====== Information supplied
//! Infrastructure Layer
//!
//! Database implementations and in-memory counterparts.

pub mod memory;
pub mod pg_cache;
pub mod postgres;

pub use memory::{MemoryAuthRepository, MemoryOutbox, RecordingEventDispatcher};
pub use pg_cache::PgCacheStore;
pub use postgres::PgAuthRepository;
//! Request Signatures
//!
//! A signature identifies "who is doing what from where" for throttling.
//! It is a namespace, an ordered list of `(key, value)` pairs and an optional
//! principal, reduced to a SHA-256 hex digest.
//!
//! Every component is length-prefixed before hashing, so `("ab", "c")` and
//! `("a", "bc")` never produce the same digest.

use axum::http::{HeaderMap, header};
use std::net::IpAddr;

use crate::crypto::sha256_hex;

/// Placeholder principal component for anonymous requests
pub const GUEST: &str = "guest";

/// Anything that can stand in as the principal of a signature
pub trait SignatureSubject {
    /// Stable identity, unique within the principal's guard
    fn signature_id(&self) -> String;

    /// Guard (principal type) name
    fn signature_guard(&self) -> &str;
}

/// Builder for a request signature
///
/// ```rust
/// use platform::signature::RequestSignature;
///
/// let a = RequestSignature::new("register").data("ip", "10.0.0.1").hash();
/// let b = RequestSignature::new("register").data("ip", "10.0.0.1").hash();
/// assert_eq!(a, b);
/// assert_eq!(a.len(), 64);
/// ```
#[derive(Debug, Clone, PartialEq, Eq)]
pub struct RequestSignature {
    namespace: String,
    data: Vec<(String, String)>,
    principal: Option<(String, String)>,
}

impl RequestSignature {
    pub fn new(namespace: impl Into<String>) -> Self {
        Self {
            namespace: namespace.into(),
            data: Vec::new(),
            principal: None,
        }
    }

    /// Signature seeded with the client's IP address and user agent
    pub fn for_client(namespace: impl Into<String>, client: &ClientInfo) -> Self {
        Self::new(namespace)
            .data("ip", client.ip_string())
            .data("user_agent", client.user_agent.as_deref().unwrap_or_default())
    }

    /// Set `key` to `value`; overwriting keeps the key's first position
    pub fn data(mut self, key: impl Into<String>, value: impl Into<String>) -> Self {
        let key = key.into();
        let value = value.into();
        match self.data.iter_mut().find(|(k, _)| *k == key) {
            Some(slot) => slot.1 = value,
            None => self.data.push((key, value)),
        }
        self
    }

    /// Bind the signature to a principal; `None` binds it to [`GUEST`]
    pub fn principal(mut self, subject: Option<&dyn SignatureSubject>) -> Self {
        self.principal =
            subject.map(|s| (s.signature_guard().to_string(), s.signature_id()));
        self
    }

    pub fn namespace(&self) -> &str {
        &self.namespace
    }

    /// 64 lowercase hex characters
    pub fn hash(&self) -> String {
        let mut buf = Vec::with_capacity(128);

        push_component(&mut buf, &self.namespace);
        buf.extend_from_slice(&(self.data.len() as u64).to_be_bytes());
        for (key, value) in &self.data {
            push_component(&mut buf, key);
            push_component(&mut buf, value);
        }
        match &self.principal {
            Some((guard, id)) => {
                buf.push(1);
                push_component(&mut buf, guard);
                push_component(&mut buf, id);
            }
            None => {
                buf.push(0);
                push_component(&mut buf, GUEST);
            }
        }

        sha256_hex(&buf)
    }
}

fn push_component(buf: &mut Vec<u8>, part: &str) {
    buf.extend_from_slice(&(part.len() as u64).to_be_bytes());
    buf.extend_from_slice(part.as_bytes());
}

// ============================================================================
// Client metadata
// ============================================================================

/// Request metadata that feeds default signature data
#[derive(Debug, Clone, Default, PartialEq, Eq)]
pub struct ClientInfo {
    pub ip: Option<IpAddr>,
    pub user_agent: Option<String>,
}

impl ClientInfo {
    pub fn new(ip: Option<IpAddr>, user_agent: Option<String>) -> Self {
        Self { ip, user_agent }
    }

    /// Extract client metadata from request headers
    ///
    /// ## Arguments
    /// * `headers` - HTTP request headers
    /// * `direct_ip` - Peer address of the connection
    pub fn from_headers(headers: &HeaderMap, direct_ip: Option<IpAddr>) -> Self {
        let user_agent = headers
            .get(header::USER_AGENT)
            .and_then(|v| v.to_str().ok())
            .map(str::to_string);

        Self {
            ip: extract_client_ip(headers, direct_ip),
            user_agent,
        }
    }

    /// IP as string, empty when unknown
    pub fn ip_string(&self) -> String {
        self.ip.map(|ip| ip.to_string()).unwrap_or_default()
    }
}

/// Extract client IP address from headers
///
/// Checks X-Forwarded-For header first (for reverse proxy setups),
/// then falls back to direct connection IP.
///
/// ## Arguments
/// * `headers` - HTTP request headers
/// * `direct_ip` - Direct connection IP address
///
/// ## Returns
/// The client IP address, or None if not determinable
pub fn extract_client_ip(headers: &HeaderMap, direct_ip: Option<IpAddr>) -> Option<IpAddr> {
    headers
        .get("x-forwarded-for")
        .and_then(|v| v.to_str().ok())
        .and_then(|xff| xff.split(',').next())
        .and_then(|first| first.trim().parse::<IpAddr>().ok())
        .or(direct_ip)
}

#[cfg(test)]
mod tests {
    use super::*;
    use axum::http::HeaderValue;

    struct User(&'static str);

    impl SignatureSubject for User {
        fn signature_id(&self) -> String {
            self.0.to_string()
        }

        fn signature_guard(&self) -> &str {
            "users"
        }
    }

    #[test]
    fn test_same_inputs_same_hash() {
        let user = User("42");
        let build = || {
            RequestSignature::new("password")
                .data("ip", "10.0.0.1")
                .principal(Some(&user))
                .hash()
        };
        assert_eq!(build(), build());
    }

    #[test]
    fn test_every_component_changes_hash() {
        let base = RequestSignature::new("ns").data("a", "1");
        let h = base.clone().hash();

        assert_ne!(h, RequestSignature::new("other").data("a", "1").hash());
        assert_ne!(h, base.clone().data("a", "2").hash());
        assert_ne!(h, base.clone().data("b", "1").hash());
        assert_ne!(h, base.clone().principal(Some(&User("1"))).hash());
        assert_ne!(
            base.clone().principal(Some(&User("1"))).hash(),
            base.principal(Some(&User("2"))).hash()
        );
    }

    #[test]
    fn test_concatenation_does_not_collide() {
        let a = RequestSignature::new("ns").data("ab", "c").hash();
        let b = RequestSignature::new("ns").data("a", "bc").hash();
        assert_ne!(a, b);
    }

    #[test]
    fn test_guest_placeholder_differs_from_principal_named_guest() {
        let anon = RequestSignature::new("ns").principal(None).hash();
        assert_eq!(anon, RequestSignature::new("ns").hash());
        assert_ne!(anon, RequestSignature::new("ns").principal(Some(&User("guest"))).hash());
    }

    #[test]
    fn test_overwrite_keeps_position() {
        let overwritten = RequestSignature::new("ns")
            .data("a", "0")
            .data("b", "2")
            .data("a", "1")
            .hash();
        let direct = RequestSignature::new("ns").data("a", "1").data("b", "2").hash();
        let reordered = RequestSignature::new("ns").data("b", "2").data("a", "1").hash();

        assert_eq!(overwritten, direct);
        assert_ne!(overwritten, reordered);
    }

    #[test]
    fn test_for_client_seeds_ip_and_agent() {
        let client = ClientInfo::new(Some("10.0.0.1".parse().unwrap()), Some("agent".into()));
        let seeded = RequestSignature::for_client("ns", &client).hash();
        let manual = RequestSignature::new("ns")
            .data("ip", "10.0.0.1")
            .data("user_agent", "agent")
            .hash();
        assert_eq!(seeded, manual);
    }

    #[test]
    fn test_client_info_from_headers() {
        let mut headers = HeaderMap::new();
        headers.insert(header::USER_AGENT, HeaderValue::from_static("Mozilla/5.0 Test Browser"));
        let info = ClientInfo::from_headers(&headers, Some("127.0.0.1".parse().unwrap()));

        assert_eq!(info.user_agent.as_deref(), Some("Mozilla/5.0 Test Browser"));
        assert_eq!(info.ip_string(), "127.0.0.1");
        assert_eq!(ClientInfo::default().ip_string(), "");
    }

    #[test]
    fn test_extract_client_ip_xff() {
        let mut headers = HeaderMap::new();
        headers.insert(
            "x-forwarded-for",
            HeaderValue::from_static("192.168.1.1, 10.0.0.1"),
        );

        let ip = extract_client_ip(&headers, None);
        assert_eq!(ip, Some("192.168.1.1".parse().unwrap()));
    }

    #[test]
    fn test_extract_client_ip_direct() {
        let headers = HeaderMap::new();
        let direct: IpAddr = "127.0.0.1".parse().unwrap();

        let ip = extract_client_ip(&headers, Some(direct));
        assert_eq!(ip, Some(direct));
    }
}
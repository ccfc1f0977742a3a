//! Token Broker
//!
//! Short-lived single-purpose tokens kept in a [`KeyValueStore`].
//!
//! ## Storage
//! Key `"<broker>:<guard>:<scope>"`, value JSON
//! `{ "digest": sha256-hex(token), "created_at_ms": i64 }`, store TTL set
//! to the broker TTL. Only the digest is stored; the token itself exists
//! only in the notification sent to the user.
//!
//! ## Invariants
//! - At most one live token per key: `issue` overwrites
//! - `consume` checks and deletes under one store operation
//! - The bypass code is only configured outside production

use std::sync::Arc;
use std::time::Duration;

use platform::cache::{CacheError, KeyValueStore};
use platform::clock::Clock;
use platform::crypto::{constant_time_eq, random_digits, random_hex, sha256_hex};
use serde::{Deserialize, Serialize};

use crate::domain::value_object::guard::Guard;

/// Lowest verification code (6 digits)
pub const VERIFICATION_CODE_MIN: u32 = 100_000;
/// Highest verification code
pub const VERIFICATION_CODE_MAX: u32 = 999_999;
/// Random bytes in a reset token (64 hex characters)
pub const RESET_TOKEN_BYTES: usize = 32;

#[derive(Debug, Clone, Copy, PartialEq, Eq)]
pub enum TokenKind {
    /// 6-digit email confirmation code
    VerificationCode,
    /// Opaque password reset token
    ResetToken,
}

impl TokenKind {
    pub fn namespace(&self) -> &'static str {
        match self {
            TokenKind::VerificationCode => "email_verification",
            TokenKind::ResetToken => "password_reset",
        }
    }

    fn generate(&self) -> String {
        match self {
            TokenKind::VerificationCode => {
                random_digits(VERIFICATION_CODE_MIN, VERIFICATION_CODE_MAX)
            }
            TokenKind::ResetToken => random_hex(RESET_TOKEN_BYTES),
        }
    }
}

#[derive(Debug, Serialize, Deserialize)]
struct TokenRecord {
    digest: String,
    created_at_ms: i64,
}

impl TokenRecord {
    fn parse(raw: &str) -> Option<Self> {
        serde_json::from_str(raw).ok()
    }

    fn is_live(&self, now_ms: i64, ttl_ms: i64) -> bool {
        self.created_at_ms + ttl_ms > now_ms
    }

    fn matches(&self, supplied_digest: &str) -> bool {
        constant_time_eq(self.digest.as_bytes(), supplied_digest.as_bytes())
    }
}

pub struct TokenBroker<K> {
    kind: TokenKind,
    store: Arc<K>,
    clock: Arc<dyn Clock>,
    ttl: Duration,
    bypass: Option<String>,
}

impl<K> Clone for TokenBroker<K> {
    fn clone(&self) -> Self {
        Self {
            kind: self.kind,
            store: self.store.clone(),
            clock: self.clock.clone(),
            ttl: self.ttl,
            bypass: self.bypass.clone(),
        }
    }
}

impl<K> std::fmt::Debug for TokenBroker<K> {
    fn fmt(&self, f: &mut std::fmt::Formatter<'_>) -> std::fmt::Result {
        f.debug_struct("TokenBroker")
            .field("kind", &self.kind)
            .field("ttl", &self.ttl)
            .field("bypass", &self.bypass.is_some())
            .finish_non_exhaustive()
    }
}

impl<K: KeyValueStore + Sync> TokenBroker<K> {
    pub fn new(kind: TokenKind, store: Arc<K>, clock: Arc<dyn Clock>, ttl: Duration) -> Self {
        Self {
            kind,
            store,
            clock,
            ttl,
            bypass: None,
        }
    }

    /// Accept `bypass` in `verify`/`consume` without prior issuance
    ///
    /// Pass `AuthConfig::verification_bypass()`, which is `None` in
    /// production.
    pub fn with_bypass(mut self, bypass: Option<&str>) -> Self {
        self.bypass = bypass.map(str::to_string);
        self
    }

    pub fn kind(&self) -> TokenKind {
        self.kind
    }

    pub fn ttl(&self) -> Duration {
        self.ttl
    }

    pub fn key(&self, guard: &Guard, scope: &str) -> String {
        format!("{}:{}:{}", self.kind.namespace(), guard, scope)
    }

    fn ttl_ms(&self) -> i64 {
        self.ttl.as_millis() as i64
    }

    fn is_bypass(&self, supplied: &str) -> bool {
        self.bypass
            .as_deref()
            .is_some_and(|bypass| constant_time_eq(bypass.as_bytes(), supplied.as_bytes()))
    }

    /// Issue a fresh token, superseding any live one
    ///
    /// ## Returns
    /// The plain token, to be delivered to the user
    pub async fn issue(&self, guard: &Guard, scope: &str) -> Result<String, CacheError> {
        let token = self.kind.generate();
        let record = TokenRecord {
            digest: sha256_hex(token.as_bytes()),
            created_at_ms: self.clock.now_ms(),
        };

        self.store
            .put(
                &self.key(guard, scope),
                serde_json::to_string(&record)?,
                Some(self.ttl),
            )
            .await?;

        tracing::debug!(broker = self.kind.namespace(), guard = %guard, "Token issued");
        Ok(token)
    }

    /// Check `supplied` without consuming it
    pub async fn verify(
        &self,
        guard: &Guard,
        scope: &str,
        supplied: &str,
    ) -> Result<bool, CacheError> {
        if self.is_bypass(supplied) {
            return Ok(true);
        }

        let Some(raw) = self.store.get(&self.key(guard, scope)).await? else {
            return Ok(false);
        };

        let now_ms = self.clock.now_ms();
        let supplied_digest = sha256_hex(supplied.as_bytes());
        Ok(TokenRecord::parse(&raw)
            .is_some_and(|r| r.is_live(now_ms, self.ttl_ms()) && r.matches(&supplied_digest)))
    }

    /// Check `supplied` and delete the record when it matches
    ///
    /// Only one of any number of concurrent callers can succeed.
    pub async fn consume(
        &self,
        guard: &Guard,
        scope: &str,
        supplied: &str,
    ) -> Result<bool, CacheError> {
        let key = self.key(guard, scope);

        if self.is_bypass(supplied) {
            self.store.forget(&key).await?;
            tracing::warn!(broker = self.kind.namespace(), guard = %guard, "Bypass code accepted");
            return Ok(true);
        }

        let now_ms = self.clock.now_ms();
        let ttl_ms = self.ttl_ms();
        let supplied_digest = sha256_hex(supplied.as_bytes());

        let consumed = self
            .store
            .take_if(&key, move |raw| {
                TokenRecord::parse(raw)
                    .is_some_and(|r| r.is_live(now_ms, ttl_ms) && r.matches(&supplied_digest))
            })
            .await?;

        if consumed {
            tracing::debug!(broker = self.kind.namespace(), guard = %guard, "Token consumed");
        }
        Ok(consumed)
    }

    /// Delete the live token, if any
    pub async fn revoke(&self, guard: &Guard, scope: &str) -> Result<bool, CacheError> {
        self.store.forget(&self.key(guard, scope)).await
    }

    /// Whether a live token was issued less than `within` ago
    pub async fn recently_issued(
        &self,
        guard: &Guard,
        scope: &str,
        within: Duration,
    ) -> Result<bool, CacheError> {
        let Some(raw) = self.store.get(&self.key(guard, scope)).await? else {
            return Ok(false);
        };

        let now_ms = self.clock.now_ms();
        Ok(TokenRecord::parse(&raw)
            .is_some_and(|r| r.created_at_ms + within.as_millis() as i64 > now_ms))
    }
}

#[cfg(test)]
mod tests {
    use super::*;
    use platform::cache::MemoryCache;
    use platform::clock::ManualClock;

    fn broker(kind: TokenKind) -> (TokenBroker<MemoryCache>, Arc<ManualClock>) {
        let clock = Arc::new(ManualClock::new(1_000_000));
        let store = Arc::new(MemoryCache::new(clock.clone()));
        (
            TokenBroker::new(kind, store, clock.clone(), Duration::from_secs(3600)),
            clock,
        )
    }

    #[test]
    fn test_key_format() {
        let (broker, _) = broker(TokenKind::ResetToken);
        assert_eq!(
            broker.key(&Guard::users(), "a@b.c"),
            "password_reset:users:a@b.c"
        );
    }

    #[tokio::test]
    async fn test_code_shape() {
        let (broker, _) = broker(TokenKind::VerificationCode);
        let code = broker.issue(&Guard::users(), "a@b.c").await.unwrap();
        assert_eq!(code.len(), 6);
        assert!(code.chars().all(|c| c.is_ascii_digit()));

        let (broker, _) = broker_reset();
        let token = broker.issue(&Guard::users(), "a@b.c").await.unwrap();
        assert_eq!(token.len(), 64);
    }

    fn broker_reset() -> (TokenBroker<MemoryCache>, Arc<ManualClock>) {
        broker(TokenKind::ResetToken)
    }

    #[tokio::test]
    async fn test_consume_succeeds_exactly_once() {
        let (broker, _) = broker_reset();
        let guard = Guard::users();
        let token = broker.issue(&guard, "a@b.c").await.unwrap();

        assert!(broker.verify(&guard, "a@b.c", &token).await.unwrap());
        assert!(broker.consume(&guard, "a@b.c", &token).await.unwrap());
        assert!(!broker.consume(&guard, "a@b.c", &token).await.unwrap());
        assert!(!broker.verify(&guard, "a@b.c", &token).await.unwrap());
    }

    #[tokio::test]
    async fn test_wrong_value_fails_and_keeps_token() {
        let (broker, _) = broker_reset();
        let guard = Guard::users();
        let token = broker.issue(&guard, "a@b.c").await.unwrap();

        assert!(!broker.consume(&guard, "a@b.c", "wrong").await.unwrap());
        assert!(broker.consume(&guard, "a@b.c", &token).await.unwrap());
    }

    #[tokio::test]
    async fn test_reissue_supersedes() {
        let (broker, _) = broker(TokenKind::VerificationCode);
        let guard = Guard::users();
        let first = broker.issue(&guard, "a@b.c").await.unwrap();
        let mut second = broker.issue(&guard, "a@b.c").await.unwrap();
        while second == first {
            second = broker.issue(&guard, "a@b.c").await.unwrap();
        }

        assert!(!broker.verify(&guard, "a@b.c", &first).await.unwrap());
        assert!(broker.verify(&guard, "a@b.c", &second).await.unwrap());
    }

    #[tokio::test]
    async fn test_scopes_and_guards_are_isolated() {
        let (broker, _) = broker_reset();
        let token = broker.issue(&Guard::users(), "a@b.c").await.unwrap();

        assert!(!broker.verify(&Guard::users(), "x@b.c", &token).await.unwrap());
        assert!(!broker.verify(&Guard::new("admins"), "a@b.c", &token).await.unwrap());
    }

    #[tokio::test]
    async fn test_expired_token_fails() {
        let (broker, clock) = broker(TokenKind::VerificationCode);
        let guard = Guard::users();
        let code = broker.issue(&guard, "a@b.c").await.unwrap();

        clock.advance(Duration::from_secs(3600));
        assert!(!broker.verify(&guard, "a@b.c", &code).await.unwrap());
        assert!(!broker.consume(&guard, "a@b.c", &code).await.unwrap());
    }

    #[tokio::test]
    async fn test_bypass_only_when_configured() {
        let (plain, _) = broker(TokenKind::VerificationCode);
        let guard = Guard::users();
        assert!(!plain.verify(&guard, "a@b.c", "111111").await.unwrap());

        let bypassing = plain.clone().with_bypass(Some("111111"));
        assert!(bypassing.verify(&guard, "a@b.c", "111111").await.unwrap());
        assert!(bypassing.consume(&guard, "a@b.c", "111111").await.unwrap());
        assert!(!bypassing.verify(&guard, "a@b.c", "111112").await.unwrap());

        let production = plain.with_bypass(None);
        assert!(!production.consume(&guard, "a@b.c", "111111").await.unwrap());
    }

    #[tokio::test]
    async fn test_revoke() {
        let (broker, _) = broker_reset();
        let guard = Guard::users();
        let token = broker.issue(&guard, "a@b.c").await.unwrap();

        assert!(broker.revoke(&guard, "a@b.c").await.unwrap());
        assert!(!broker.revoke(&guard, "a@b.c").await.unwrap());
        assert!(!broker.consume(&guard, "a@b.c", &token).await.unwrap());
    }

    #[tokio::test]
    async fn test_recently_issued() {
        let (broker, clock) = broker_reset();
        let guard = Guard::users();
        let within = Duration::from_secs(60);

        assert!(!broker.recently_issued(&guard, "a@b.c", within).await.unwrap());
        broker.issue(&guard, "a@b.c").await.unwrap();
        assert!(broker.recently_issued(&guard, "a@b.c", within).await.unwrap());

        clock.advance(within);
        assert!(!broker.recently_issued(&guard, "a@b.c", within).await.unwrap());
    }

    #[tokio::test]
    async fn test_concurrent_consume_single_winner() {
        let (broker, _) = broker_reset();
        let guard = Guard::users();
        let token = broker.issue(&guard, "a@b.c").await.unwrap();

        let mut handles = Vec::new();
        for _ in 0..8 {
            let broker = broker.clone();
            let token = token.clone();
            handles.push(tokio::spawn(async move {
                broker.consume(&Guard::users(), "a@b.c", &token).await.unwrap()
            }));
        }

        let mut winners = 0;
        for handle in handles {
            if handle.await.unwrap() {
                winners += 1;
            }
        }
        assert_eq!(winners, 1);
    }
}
============
Start at the first line of the entries and stop at the line with "pub const GUEST: &str". Retype each of those lines exactly, both ends included.

_Solution_
//! Infrastructure Layer
//!
//! Database implementations and in-memory counterparts.

pub mod memory;
pub mod pg_cache;
pub mod postgres;

pub use memory::{MemoryAuthRepository, MemoryOutbox, RecordingEventDispatcher};
pub use pg_cache::PgCacheStore;
pub use postgres::PgAuthRepository;
//! Request Signatures
//!
//! A signature identifies "who is doing what from where" for throttling.
//! It is a namespace, an ordered list of `(key, value)` pairs and an optional
//! principal, reduced to a SHA-256 hex digest.
//!
//! Every component is length-prefixed before hashing, so `("ab", "c")` and
//! `("a", "bc")` never produce the same digest.

use axum::http::{HeaderMap, header};
use std::net::IpAddr;

use crate::crypto::sha256_hex;

/// Placeholder principal component for anonymous requests
pub const GUEST: &str = "guest";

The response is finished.